The quality of orbit and clock has been improved in the past years for post-processing products [20] and real-time products [21]. The majority of the GNSS community is producing real-time orbit and clock data step by step [5,6]. A set of satellite orbit parameters (initial state and solar radiation pressure) is first determined using a network of globally distributed reference stations using the past 24–48 h of GNSS measurements. The orbits of at least 3 h are predicted using the obtained orbit parameters. The predicted orbits are then used as input for clock bias filtering in which real-time observations are used. The accuracy of the predicted orbit is dominated by the solar radiation pressure [6]. In addition, the predicted orbit may not be precise enough in the eclipse and just out of the eclipse seasons, due to the fact that the yaw attitude is not properly modelled. It is obvious that the remaining error of predicted orbits with longer predict arc length could make significant negative impact on the GB NL ambiguity estimation and integer resolutions [6]. Their impact on GB WL ambiguities remains unanalyzed. Although it is possible to reduce the orbit error by shortening the prediction length, the variation of errors could range from a couple of centimeters to decimeters. There are also exceptional occasions where some satellites, like GPS IIF, could have large errors up to meters in their predicted orbits [22]. These errors could significantly worsen the clock bias estimation and satellite phase bias estimation as well as PPP integer ambiguity resolution in user side, in particular for real-time users.

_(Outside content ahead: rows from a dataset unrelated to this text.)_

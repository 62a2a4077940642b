//! Configuration validation.

use tracing::warn;

use super::{Config, RawConfig, RawTableEntry, TableSource, TableSpec};
use crate::error::{MigrateError, Result};

/// Validate the raw document and convert it into typed table specs.
pub fn validate(raw: RawConfig) -> Result<Config> {
    if raw.tables.is_empty() {
        return Err(MigrateError::Config(
            "at least one entry under 'tables' is required".into(),
        ));
    }
    if raw.settings.default_chunk_size == 0 {
        return Err(MigrateError::Config(
            "settings.default_chunk_size must be at least 1".into(),
        ));
    }

    let tables = raw
        .tables
        .into_iter()
        .enumerate()
        .map(|(idx, entry)| validate_entry(idx, entry))
        .collect::<Result<Vec<_>>>()?;

    Ok(Config {
        tables,
        settings: raw.settings,
    })
}

fn validate_entry(idx: usize, entry: RawTableEntry) -> Result<TableSpec> {
    let name = entry.name.trim().to_string();
    if name.is_empty() {
        return Err(MigrateError::Config(format!(
            "tables[{}].name is required",
            idx
        )));
    }

    if let Some(0) = entry.chunk_size {
        return Err(MigrateError::Config(format!(
            "tables[{}] ({}): chunk_size must be at least 1",
            idx, name
        )));
    }

    let query = entry
        .query
        .map(|q| q.trim().to_string())
        .filter(|q| !q.is_empty());

    let source = match entry.mode {
        super::MigrationMode::Full => {
            if query.is_some() {
                warn!(
                    "tables[{}] ({}): 'query' is ignored because mode is 'full'",
                    idx, name
                );
            }
            TableSource::Full
        }
        super::MigrationMode::Custom => match query {
            Some(query) => TableSource::Custom { query },
            None => {
                return Err(MigrateError::Config(format!(
                    "tables[{}] ({}): mode 'custom' requires a non-empty 'query'",
                    idx, name
                )))
            }
        },
    };

    let target_name = entry
        .target_name
        .map(|t| t.trim().to_string())
        .filter(|t| !t.is_empty())
        .unwrap_or_else(|| name.clone());

    Ok(TableSpec {
        source_name: name,
        target_name,
        source,
        chunk_size: entry.chunk_size,
        migrate_indexes: entry.migrate_indexes,
        existing_table_behavior: entry.existing_table_behavior,
    })
}
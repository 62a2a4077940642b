//! PostgreSQL driver.
//!
//! - [`PgDatabase`]: pooled connections to one endpoint; implements
//!   [`SchemaInspector`](crate::core::SchemaInspector),
//!   [`SourceReader`](crate::core::SourceReader) and
//!   [`TargetWriter`](crate::core::TargetWriter)
//! - [`PostgresDialect`]: SQL syntax strategy for PostgreSQL

mod connection;
mod dialect;
mod inspector;
mod reader;
mod writer;

pub use connection::PgDatabase;
pub use dialect::{format_column_type, PostgresDialect};
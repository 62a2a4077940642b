//! Value coercion to the declared type of the target column.

use rust_decimal::Decimal;

use crate::core::schema::ColumnDescriptor;
use crate::core::value::{Batch, Row, SqlValue};
use crate::reconcile::normalize_type;

/// Coerce every row of `batch` to `columns`, which lists the target column
/// of each value position.
pub fn coerce_batch(batch: Batch, columns: &[ColumnDescriptor]) -> Result<Batch, String> {
    let types: Vec<String> = columns.iter().map(|c| normalize_type(&c.data_type)).collect();

    let rows = batch
        .rows
        .into_iter()
        .map(|row| {
            if row.len() != columns.len() {
                return Err(format!(
                    "source row has {} values for {} target columns",
                    row.len(),
                    columns.len()
                ));
            }
            row.into_iter()
                .zip(columns.iter().zip(&types))
                .map(|(value, (column, ty))| {
                    coerce_value(value, ty).map_err(|e| format!("column {}: {}", column.name, e))
                })
                .collect::<Result<Row, String>>()
        })
        .collect::<Result<Vec<Row>, String>>()?;

    Ok(Batch::new(rows))
}

/// Convert `value` for a column whose normalized type is `target`.
///
/// Only the widenings accepted by [`crate::reconcile::type_accepts`] change
/// the value: integer to a wider integer or numeric, and float4 to float8.
/// Anything else already has the target's representation and passes through.
pub fn coerce_value(value: SqlValue, target: &str) -> Result<SqlValue, String> {
    let coerced = match (target, value) {
        (_, SqlValue::Null) => SqlValue::Null,

        (_, SqlValue::Raw { type_name, bytes }) => {
            if normalize_type(&type_name) != target {
                return Err(format!("cannot convert {} value to {}", type_name, target));
            }
            SqlValue::Raw { type_name, bytes }
        }

        ("int4", SqlValue::I16(i)) => SqlValue::I32(i32::from(i)),
        ("int8", SqlValue::I16(i)) => SqlValue::I64(i64::from(i)),
        ("int8", SqlValue::I32(i)) => SqlValue::I64(i64::from(i)),

        ("numeric", SqlValue::I16(i)) => SqlValue::Decimal(Decimal::from(i)),
        ("numeric", SqlValue::I32(i)) => SqlValue::Decimal(Decimal::from(i)),
        ("numeric", SqlValue::I64(i)) => SqlValue::Decimal(Decimal::from(i)),

        ("float8", SqlValue::F32(f)) => SqlValue::F64(f64::from(f)),

        (_, other) => other,
    };
    Ok(coerced)
}
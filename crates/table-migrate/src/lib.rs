//! # table-migrate
//!
//! Declarative, chunked table migration between two PostgreSQL databases.
//!
//! For every configured table the library:
//!
//! - **Reconciles** the target schema (create, drop and recreate, or append
//!   when the existing table is compatible)
//! - **Transfers** rows through a server-side cursor, committing one
//!   transaction per chunk on the target
//! - **Rebuilds indexes** on the target once the data transfer succeeded
//!
//! Tables are processed one at a time, in configuration order, and a failure
//! in one table never stops the others.
//!
//! ## Example
//!
//! ```rust,no_run
//! use table_migrate::{Config, Credentials, Orchestrator, Role};
//!
//! #[tokio::main]
//! async fn main() -> table_migrate::Result<()> {
//!     let config = Config::load("config/migration_config.yaml")?;
//!     let source = Credentials::from_env(Role::Source)?;
//!     let target = Credentials::from_env(Role::Target)?;
//!
//!     let orchestrator = Orchestrator::connect(&config, &source, &target).await?;
//!     let report = orchestrator.run(&config.tables).await;
//!     println!("{} of {} tables migrated", report.tables_success, report.tables_total);
//!     Ok(())
//! }
//! ```

pub mod config;
pub mod core;
pub mod drivers;
pub mod error;
pub mod indexes;
pub mod orchestrator;
pub mod progress;
pub mod reconcile;
pub mod transfer;

#[cfg(test)]
pub(crate) mod testing;

// Re-exports for convenient access
pub use config::{
    Config, Credentials, ExistingTableBehavior, GlobalSettings, MigrationMode, Role, TableSource,
    TableSpec,
};
pub use error::{MigrateError, Result};
pub use orchestrator::{
    MigrationOutcome, MigrationReport, MigrationStatus, Orchestrator, PlannedTable,
};
pub use progress::{NoopReporter, ProgressReporter, TracingReporter};
pub use reconcile::{ReconcileAction, ReconcileResult};
pub use transfer::BatchResult;
//! Schema metadata types.

use std::fmt;

use serde::Serialize;

/// Reference to a table, optionally schema-qualified.
///
/// An unqualified reference resolves through the connection's search path.
#[derive(Debug, Clone, PartialEq, Eq, Hash, Serialize)]
pub struct TableRef {
    pub schema: Option<String>,
    pub name: String,
}

impl TableRef {
    pub fn new(schema: Option<&str>, name: impl Into<String>) -> Self {
        Self {
            schema: schema.map(str::to_string),
            name: name.into(),
        }
    }

    /// Parse `table` or `schema.table` the way PostgreSQL reads identifiers:
    /// unquoted parts fold to lower case, `"Quoted"` parts keep their case
    /// and may contain dots (`""` is a literal quote).
    pub fn parse(qualified: &str) -> Self {
        let parts = split_identifier(qualified.trim());
        match parts.as_slice() {
            [schema, name] if !schema.is_empty() && !name.is_empty() => {
                Self::new(Some(schema.as_str()), name.as_str())
            }
            [name] => Self::new(None, name.as_str()),
            _ => Self::new(None, qualified.trim().to_ascii_lowercase()),
        }
    }
}

fn split_identifier(input: &str) -> Vec<String> {
    let mut parts = Vec::new();
    let mut current = String::new();
    let mut chars = input.chars().peekable();
    let mut quoted = false;

    while let Some(c) = chars.next() {
        match c {
            '"' if quoted && chars.peek() == Some(&'"') => {
                chars.next();
                current.push('"');
            }
            '"' => quoted = !quoted,
            '.' if !quoted => parts.push(std::mem::take(&mut current)),
            c if quoted => current.push(c),
            c => current.push(c.to_ascii_lowercase()),
        }
    }
    parts.push(current);
    parts
}

impl fmt::Display for TableRef {
    fn fmt(&self, f: &mut fmt::Formatter<'_>) -> fmt::Result {
        match &self.schema {
            Some(schema) => write!(f, "{}.{}", schema, self.name),
            None => f.write_str(&self.name),
        }
    }
}

/// Column metadata.
///
/// `max_length`, `precision` and `scale` are 0 when the type carries no such
/// modifier or when it is unknown (query result metadata never reports it).
#[derive(Debug, Clone, PartialEq, Eq, Serialize)]
pub struct ColumnDescriptor {
    pub name: String,
    /// Catalog type name (`int4`, `varchar`, `numeric`, `_text`, ...).
    pub data_type: String,
    pub max_length: i32,
    pub precision: i32,
    pub scale: i32,
    pub nullable: bool,
}

impl ColumnDescriptor {
    /// Nullable column without type modifiers.
    pub fn new(name: impl Into<String>, data_type: impl Into<String>) -> Self {
        Self {
            name: name.into(),
            data_type: data_type.into(),
            max_length: 0,
            precision: 0,
            scale: 0,
            nullable: true,
        }
    }

    pub fn with_length(mut self, max_length: i32) -> Self {
        self.max_length = max_length;
        self
    }

    pub fn with_precision(mut self, precision: i32, scale: i32) -> Self {
        self.precision = precision;
        self.scale = scale;
        self
    }

    pub fn not_null(mut self) -> Self {
        self.nullable = false;
        self
    }

    /// Case-insensitive name comparison.
    pub fn has_name(&self, name: &str) -> bool {
        self.name.eq_ignore_ascii_case(name)
    }
}

/// Index metadata.
#[derive(Debug, Clone, PartialEq, Eq, Serialize)]
pub struct IndexDescriptor {
    pub name: String,
    /// Key columns in index order.
    pub columns: Vec<String>,
    pub is_unique: bool,
    /// Backs the table's primary key constraint.
    pub is_primary: bool,
}

impl IndexDescriptor {
    pub fn new(name: impl Into<String>, columns: &[&str]) -> Self {
        Self {
            name: name.into(),
            columns: columns.iter().map(|c| c.to_string()).collect(),
            is_unique: false,
            is_primary: false,
        }
    }

    pub fn unique(mut self) -> Self {
        self.is_unique = true;
        self
    }

    pub fn primary(mut self) -> Self {
        self.is_primary = true;
        self.is_unique = true;
        self
    }

    /// Same name and same ordered column list, ignoring ASCII case.
    pub fn matches(&self, other: &IndexDescriptor) -> bool {
        self.name.eq_ignore_ascii_case(&other.name)
            && self.columns.len() == other.columns.len()
            && self
                .columns
                .iter()
                .zip(&other.columns)
                .all(|(a, b)| a.eq_ignore_ascii_case(b))
    }
}

/// Rows to read from the source.
#[derive(Debug, Clone, PartialEq, Eq)]
pub enum SourceQuery {
    /// Every listed column of a table, in the listed order.
    Table {
        table: TableRef,
        columns: Vec<ColumnDescriptor>,
    },
    /// Operator supplied SQL, executed as written.
    Custom { sql: String },
}

/// Schema change applied to the target.
#[derive(Debug, Clone, PartialEq, Eq)]
pub enum DdlStatement {
    CreateTable {
        table: TableRef,
        columns: Vec<ColumnDescriptor>,
    },
    DropTable {
        table: TableRef,
    },
    CreateIndex {
        table: TableRef,
        index: IndexDescriptor,
    },
}

impl DdlStatement {
    pub fn table(&self) -> &TableRef {
        match self {
            DdlStatement::CreateTable { table, .. }
            | DdlStatement::DropTable { table }
            | DdlStatement::CreateIndex { table, .. } => table,
        }
    }
}
use crate::math::axpy;
use crate::traits::{DifferentiableFunction, LagrangianFunction};

/// Augmented Lagrangian of a constrained problem for fixed multipliers
/// and penalty parameter:
///
/// ```txt
///       L(x) = f(x) - sum_i lambda_i c_i(x) + sigma/2 sum_i c_i(x)^2
/// ```
///
/// This is the function handed to the unconstrained inner minimizer.
/// `lambda` and `sigma` are updated in place between outer iterations.
pub(crate) struct AugLagrangianFunction<'a, F: LagrangianFunction> {
    function: &'a F,
    pub(crate) lambda: Vec<f64>,
    pub(crate) sigma: f64,
}

impl<'a, F: LagrangianFunction> AugLagrangianFunction<'a, F> {
    /// Binds `function` with zero multipliers and the given penalty.
    pub(crate) fn new(function: &'a F, sigma: f64) -> Self {
        Self {
            function,
            lambda: vec![0.0; function.num_constraints()],
            sigma,
        }
    }
}

impl<'a, F: LagrangianFunction> DifferentiableFunction for AugLagrangianFunction<'a, F> {
    fn evaluate(&self, x: &[f64]) -> f64 {
        let mut obj = self.function.evaluate(x);
        for (i, &lam) in self.lambda.iter().enumerate() {
            let c = self.function.evaluate_constraint(i, x);
            obj += -lam * c + 0.5 * self.sigma * c * c;
        }
        obj
    }

    fn gradient(&self, x: &[f64]) -> Vec<f64> {
        let mut grad = self.function.gradient(x);
        for (i, &lam) in self.lambda.iter().enumerate() {
            let c = self.function.evaluate_constraint(i, x);
            let dc = self.function.gradient_constraint(i, x);
            // -lambda_i * dc_i + sigma * c_i * dc_i
            axpy(self.sigma * c - lam, &dc, &mut grad);
        }
        grad
    }
}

It is common to evaluate the quality of real-time orbit and clock by comparing them with the post-processing counterpart separately [21]. However, the post-processing products are available only after one day or a couple of hours later, which is not very acceptable for real-time users. In addition, it is well known that the clock products absorb partly the errors of predicted orbits, particularly errors of the line-of-sight (LOS) direction [23,24,25]. Therefore, it is more reasonable to assess orbit and clock residual error as a whole directly from a user’s perspective. The differences between GF and GB wide-lane ambiguities is a starting point to investigate.

This contribution aims at analysis of single-site ambiguities derived from both GF and GB model. We focus on numerical computation and analysis using raw observations without differential and combination operator in the measurement domain. The GB WL ambiguities are derived using different orbit and clock products. To simplify the presentation and discussion, we are focusing on GPS in this contribution, but this does not affect the generality of our analysis for other constellations. We also investigate the discrepancies between GF and GB WL ambiguities to disclose the orbit and clock quality from a user’s perspective. The contribution is arranged as follows: First, the GF and GB models are respectively presented in detail. Second, the effects of orbit and clock errors on the ambiguities are given in an analytical way. Third, the results of GB and GF ambiguities are numerically analyzed for both post-processing and real-time orbit and clock products. In addition, we simulate two types of errors in orbit and clock and reprocess the data and investigate the impact on WL ambiguities for further understanding. Finally, the study is summarized with some conclusions.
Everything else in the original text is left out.